Jason Tinney (J.T.): As a state, and as a nation, we are celebrating the 200th anniversary of the War of 1812. Why is it important that we commemorate this anniversary?
Governor Martin O’Malley (G.O.): It is important that we commemorate this anniversary because it is one of two decisive battles that Maryland played an indispensable role in, that allowed our country to continue to move forward, that allowed this great republic to continue to exist and grow and be the force for freedom and for good that we have been in this world. Were it not for the Defense of Baltimore, there would probably not be a United States of America. (Asterisk: the other one being the charge of the Maryland 400 in the Battle of Long Island.)
So, there are a lot of lessons that come out of this war. Certainly, one of the practical ones is the importance of actually providing for the common defense. It was something we thought we had the luxury not to do any longer after winning the Revolution. As a practical matter, one of the big lessons here was the importance of providing for the common defense and maintaining a navy and an army to defend the nation.
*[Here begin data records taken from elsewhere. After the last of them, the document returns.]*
#[cfg(test)]
mod tests {
    use super::*;
    use tempfile::TempDir;

    async fn store() -> (TempDir, RelationalAdapter) {
        let dir = tempfile::tempdir().unwrap();
        let config = RelationalStoreConfig {
            url: Some(format!("sqlite://{}?mode=rwc", dir.path().join("relational.db").display())),
            max_connections: 4,
        };
        let adapter = RelationalAdapter::connect(&config).await.unwrap();
        (dir, adapter)
    }

    fn record(id: &str, version: u64) -> LogicalRecord {
        LogicalRecord::with_id(id, "content")
            .with_field("title", "Council minutes")
            .with_field("view_count", 12.0)
            .with_field("embedding", vec![0.5_f32, 0.25])
            .with_sync_version(version)
            .with_timestamps(1_000, 2_000)
    }

    #[tokio::test]
    async fn test_write_then_read_round_trips() {
        let (_dir, store) = store().await;
        let original = record("r1", 1);
        assert_eq!(store.write(&original).await.unwrap(), "r1");

        let back = store.read("r1").await.unwrap().unwrap();
        assert_eq!(back.canonical_digest(), original.canonical_digest());
        assert_eq!(back.fields["embedding"], original.fields["embedding"]);
        assert_eq!((back.created_at, back.updated_at, back.sync_version), (1_000, 2_000, 1));
        assert_eq!(back.cross_refs.get(&StoreKind::Relational).map(String::as_str), Some("r1"));
    }

    #[tokio::test]
    async fn test_read_missing_is_none() {
        let (_dir, store) = store().await;
        assert!(store.read("nope").await.unwrap().is_none());
        assert_eq!(store.delete("nope").await, Err(AdapterError::NotFound));
    }

    #[tokio::test]
    async fn test_rewrite_same_version_is_idempotent() {
        let (_dir, store) = store().await;
        store.write(&record("r1", 2)).await.unwrap();
        store.write(&record("r1", 2)).await.unwrap();

        let count: i64 = sqlx::query("SELECT COUNT(*) AS n FROM sync_records")
            .fetch_one(&store.pool)
            .await
            .unwrap()
            .try_get("n")
            .unwrap();
        assert_eq!(count, 1);
    }

    #[tokio::test]
    async fn test_stale_version_is_rejected() {
        let (_dir, store) = store().await;
        store.write(&record("r1", 3)).await.unwrap();

        let err = store.write(&record("r1", 2)).await.unwrap_err();
        assert!(matches!(err, AdapterError::Rejected(ref m) if m.contains("stale")));
        assert_eq!(store.read("r1").await.unwrap().unwrap().sync_version, 3);
    }

    #[tokio::test]
    async fn test_tombstone_keeps_row() {
        let (_dir, store) = store().await;
        store.write(&record("r1", 1)).await.unwrap();
        let tomb = LogicalRecord::tombstone("r1", "content", 5_000).with_sync_version(2);
        store.write(&tomb).await.unwrap();

        let back = store.read("r1").await.unwrap().unwrap();
        assert!(back.deleted);
        assert!(back.fields.is_empty());
        assert_eq!(back.sync_version, 2);
    }

    #[tokio::test]
    async fn test_cross_refs_are_never_cleared() {
        let (_dir, store) = store().await;
        store.write(&record("r1", 1)).await.unwrap();

        let mut refs = CrossRefs::new();
        refs.insert(StoreKind::Visual, "recA".into());
        refs.insert(StoreKind::Vector, "r1".into());
        store.attach_cross_refs("r1", &refs).await.unwrap();

        // Only the vector ref this time; the visual one must survive.
        let mut partial = CrossRefs::new();
        partial.insert(StoreKind::Vector, "r1".into());
        store.attach_cross_refs("r1", &partial).await.unwrap();
        store.write(&record("r1", 2)).await.unwrap();

        let back = store.read("r1").await.unwrap().unwrap();
        assert_eq!(back.cross_refs.get(&StoreKind::Visual).map(String::as_str), Some("recA"));
        assert_eq!(back.cross_refs.get(&StoreKind::Vector).map(String::as_str), Some("r1"));
    }

    #[tokio::test]
    async fn test_attach_to_missing_row_is_not_found() {
        let (_dir, store) = store().await;
        let refs = CrossRefs::new();
        assert_eq!(store.attach_cross_refs("ghost", &refs).await, Err(AdapterError::NotFound));
    }

    #[tokio::test]
    async fn test_in_memory_url_keeps_data() {
        let config = RelationalStoreConfig {
            url: Some("sqlite::memory:".into()),
            max_connections: 8,
        };
        let store = RelationalAdapter::connect(&config).await.unwrap();
        store.write(&record("r1", 1)).await.unwrap();
        assert!(store.read("r1").await.unwrap().is_some());
        assert!(store.ping().await.is_ok());
    }

    #[test]
    fn test_pool_errors_are_transient() {
        assert!(map_sqlx_error(sqlx::Error::PoolTimedOut).is_retryable());
        assert!(!map_sqlx_error(sqlx::Error::RowNotFound).is_retryable());
    }
}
The other important lesson that came out of this was really sort of a national awareness, that we are one, that we are one nation, and notwithstanding our rugged individualism and notwithstanding the important traditions and prerogatives of the individual states, that we’re stronger together.
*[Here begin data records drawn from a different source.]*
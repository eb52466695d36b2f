//! Consistency Checker: read one record from every store and decide whether
//! the three copies agree.
//!
//! A record is consistent only when every store holds a copy, the canonical
//! digests and versions match, the stores that persist the vector hold the
//! same one, and the spread of `updated_at` values stays
//! within the tolerance window (inclusive). A missing copy is maximal
//! divergence, except when it is the expected state: the newest copy is a
//! tombstone, or the copy is still inside the missing-grace window after a
//! write (then it is `Pending`, neither agreeing nor divergent).

use std::cmp::Reverse;
use std::collections::BTreeMap;
use std::time::Duration;

use futures::future::join_all;
use futures::stream::{self, StreamExt};
use serde::Serialize;
use tracing::{debug, info};

use crate::record::{now_millis, LogicalRecord, StoreKind};
use crate::resilience::retry::call_with_retry;
use crate::storage::traits::AdapterError;
use super::SyncEngine;

/// The comparable part of one store's copy.
#[derive(Debug, Clone, PartialEq, Eq, Serialize)]
pub struct CopySnapshot {
    pub sync_version: u64,
    pub updated_at: i64,
    /// Hex SHA-256 of the canonical form
    pub digest: String,
    pub deleted: bool,
    /// Hex SHA-256 of the vector, for copies that hold one
    #[serde(skip_serializing_if = "Option::is_none")]
    pub vector_digest: Option<String>,
}

impl CopySnapshot {
    #[must_use]
    pub fn of(record: &LogicalRecord, vector_field: &str) -> Self {
        Self {
            sync_version: record.sync_version,
            updated_at: record.updated_at,
            digest: record.canonical_digest(),
            deleted: record.deleted,
            vector_digest: record.vector_digest(vector_field),
        }
    }
}

/// What one store said about the record.
#[derive(Debug, Clone, PartialEq, Eq, Serialize)]
#[serde(tag = "state", rename_all = "snake_case")]
pub enum StoreObservation {
    Present(CopySnapshot),
    /// No copy: data loss to repair
    Missing,
    /// No copy yet, but the last write is within the grace window
    Pending,
    /// The read itself failed; nothing is known
    Unreachable { error: String },
}

#[derive(Debug, Clone, PartialEq, Eq, Serialize)]
pub struct ConsistencyReport {
    pub id: String,
    pub stores: BTreeMap<StoreKind, StoreObservation>,
    /// max(updated_at) - min(updated_at) over the copies present
    pub max_skew_ms: i64,
    pub tolerance_ms: i64,
    pub is_consistent: bool,
    pub checked_at: i64,
}

impl ConsistencyReport {
    /// Judge a set of observations. Stores absent from `stores` count as missing.
    #[must_use]
    pub fn evaluate(
        id: impl Into<String>,
        mut stores: BTreeMap<StoreKind, StoreObservation>,
        tolerance: Duration,
    ) -> Self {
        for kind in StoreKind::ALL {
            stores.entry(kind).or_insert(StoreObservation::Missing);
        }
        let tolerance_ms = tolerance.as_millis() as i64;

        let stamps: Vec<i64> = stores
            .values()
            .filter_map(|o| match o {
                StoreObservation::Present(s) => Some(s.updated_at),
                _ => None,
            })
            .collect();
        let max_skew_ms = match (stamps.iter().max(), stamps.iter().min()) {
            (Some(max), Some(min)) => max - min,
            _ => 0,
        };

        let is_consistent = match newest_copy(&stores) {
            None => false,
            Some((_, newest)) => {
                let vector = reference_vector(&stores, newest);
                let agrees = |o: &StoreObservation| match o {
                    StoreObservation::Present(s) => {
                        s.sync_version == newest.sync_version
                            && s.digest == newest.digest
                            && vectors_agree(s, vector)
                    }
                    // Tombstoned stores that delete natively have nothing left.
                    StoreObservation::Missing | StoreObservation::Pending => newest.deleted,
                    StoreObservation::Unreachable { .. } => false,
                };
                stores.values().all(agrees) && max_skew_ms <= tolerance_ms
            }
        };

        Self {
            id: id.into(),
            stores,
            max_skew_ms,
            tolerance_ms,
            is_consistent,
            checked_at: now_millis(),
        }
    }

    #[must_use]
    pub fn snapshot(&self, store: StoreKind) -> Option<&CopySnapshot> {
        match self.stores.get(&store) {
            Some(StoreObservation::Present(s)) => Some(s),
            _ => None,
        }
    }

    #[must_use]
    pub fn is_present(&self, store: StoreKind) -> bool {
        self.snapshot(store).is_some()
    }

    #[must_use]
    pub fn updated_at(&self, store: StoreKind) -> Option<i64> {
        self.snapshot(store).map(|s| s.updated_at)
    }

    /// Some store could not be read, or is still within its grace window.
    #[must_use]
    pub fn has_unsettled(&self) -> bool {
        self.stores.values().any(|o| {
            matches!(o, StoreObservation::Pending | StoreObservation::Unreachable { .. })
        })
    }

    /// Highest `sync_version`, then latest `updated_at`, then store order.
    #[must_use]
    pub fn newest(&self) -> Option<(StoreKind, &CopySnapshot)> {
        newest_copy(&self.stores)
    }

    /// Stores whose copy has to be rewritten to match `source`.
    ///
    /// A copy within tolerance of the source that matches it otherwise is
    /// left alone. When only the pairwise spread between the other copies
    /// breaks the window, every copy whose timestamp differs from the
    /// source's is returned instead.
    #[must_use]
    pub fn divergent_from(&self, source: StoreKind) -> Vec<StoreKind> {
        let Some(src) = self.snapshot(source) else {
            return Vec::new();
        };
        let others = || StoreKind::ALL.into_iter().filter(move |k| *k != source);
        let vector = reference_vector(&self.stores, src);

        let divergent: Vec<StoreKind> = others()
            .filter(|kind| match self.stores.get(kind) {
                Some(StoreObservation::Present(s)) => {
                    s.sync_version != src.sync_version
                        || s.digest != src.digest
                        || !vectors_agree(s, vector)
                        || s.deleted != src.deleted
                        || (s.updated_at - src.updated_at).abs() > self.tolerance_ms
                }
                Some(StoreObservation::Unreachable { .. }) => true,
                Some(StoreObservation::Missing | StoreObservation::Pending) | None => !src.deleted,
            })
            .collect();

        if !divergent.is_empty() || self.is_consistent {
            return divergent;
        }
        others()
            .filter(|kind| self.updated_at(*kind).is_some_and(|t| t != src.updated_at))
            .collect()
    }
}

/// The vector every copy is held to: the reference copy's own, else the
/// first copy at the same version that holds one.
fn reference_vector<'a>(
    stores: &'a BTreeMap<StoreKind, StoreObservation>,
    reference: &'a CopySnapshot,
) -> Option<&'a str> {
    if reference.deleted {
        return None;
    }
    reference
        .vector_digest
        .as_deref()
        .or_else(|| {
            stores.values().find_map(|o| match o {
                StoreObservation::Present(s) if s.sync_version == reference.sync_version && !s.deleted => {
                    s.vector_digest.as_deref()
                }
                _ => None,
            })
        })
}

/// Copies without a vector (the visual store) are not compared on it.
fn vectors_agree(copy: &CopySnapshot, reference: Option<&str>) -> bool {
    match (copy.vector_digest.as_deref(), reference) {
        (Some(held), Some(expected)) => held == expected,
        _ => true,
    }
}

fn newest_copy(stores: &BTreeMap<StoreKind, StoreObservation>) -> Option<(StoreKind, &CopySnapshot)> {
    stores
        .iter()
        .filter_map(|(kind, o)| match o {
            StoreObservation::Present(s) => Some((*kind, s)),
            _ => None,
        })
        .max_by_key(|(kind, s)| (s.sync_version, s.updated_at, Reverse(*kind)))
}

impl SyncEngine {
    /// Read-only consistency report for `id`.
    #[tracing::instrument(skip(self))]
    pub async fn consistency_report(&self, id: &str) -> ConsistencyReport {
        self.observe(id).await.0
    }

    /// Reports for several ids in input order, `sync_batch_size` at a time.
    pub async fn check_many(&self, ids: &[String]) -> Vec<ConsistencyReport> {
        stream::iter(ids)
            .map(|id| self.consistency_report(id))
            .buffered(self.config.sync_batch_size.max(1))
            .collect()
            .await
    }

    /// Read all three copies in parallel and judge them.
    ///
    /// Also returns the copies themselves so the reconciler can repair from
    /// them without a second round of reads.
    pub(super) async fn observe(&self, id: &str) -> (ConsistencyReport, BTreeMap<StoreKind, LogicalRecord>) {
        let timeout = self.config.adapter_timeout();
        let reads = StoreKind::ALL.map(|kind| {
            let adapter = self.stores.get(kind).clone();
            async move {
                let attempted = call_with_retry(
                    kind,
                    "read",
                    &self.policy,
                    timeout,
                    Some(&self.shutdown_rx),
                    || adapter.read(id),
                )
                .await;
                (kind, attempted.into_result())
            }
        });

        let in_grace = self.within_missing_grace(id);
        let mut observations = BTreeMap::new();
        let mut copies = BTreeMap::new();
        for (kind, result) in join_all(reads).await {
            let observation = match result {
                Ok(Some(record)) => {
                    let snapshot = CopySnapshot::of(&record, &self.config.vector.vector_field);
                    copies.insert(kind, record);
                    StoreObservation::Present(snapshot)
                }
                Ok(None) | Err(AdapterError::NotFound) if in_grace => StoreObservation::Pending,
                Ok(None) | Err(AdapterError::NotFound) => StoreObservation::Missing,
                Err(e) => StoreObservation::Unreachable { error: e.to_string() },
            };
            crate::metrics::record_operation(kind.as_str(), "read", observation_label(&observation));
            observations.insert(kind, observation);
        }

        let report = ConsistencyReport::evaluate(id, observations, self.config.tolerance());
        crate::metrics::record_consistency_check(report.is_consistent);
        crate::metrics::record_skew(Duration::from_millis(report.max_skew_ms.max(0) as u64));
        if report.is_consistent {
            debug!(id, skew_ms = report.max_skew_ms, "Copies consistent");
        } else {
            info!(id, skew_ms = report.max_skew_ms, stores = ?report.stores, "Copies diverge");
        }
        (report, copies)
    }
}

fn observation_label(observation: &StoreObservation) -> &'static str {
    match observation {
        StoreObservation::Present(_) => "success",
        StoreObservation::Missing => "missing",
        StoreObservation::Pending => "pending",
        StoreObservation::Unreachable { .. } => "error",
    }
}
There’s a third lesson, only now being really understood, and that is the tremendous diversity that came together in the Defense of Baltimore. Sixty percent of the defenders were immigrants who had not even been born in this country. And one out of five of the defenders of Baltimore were black citizens. Some free, many slaves. But included among the free were some enlisted black soldiers in uniform inside that fort, and so that story is one that, especially in this time of disconnection and fear of the other, and people that are ‘not like us’—it’s important to remember that…‘E pluribus Unum,’ ‘from many comes one.’ And it’s not only applicable to the individual states coming together, it’s really more a statement about the diversity of cultures from all over the planet that want to live in this land of the free and the home of the brave.
The other thing I wanted to share with you that I think is important. Now, this is a tremendous re-branding opportunity for Baltimore. I mean, we went on a very tragic and sad detour when we allowed ourselves to become the most addicted and violent city in America, but our truer character is seen in the longer history of Baltimore, and there has always been an echo from that Defense of Baltimore, where, notwithstanding the fact that we had no federal government to back us up, notwithstanding the overwhelming odds that were against us, we rose to the occasion. We came together as one people and we carried the day against what would have been seen as sort of a shock and awe attack [at that time]. So, there is, I think, a tremendous long-term value after the years of television series and movies that portray, you know, our days of failure. I think there is great opportunity here for all of us to tell the story to the nation about our truer selves and to come back to our truer selves.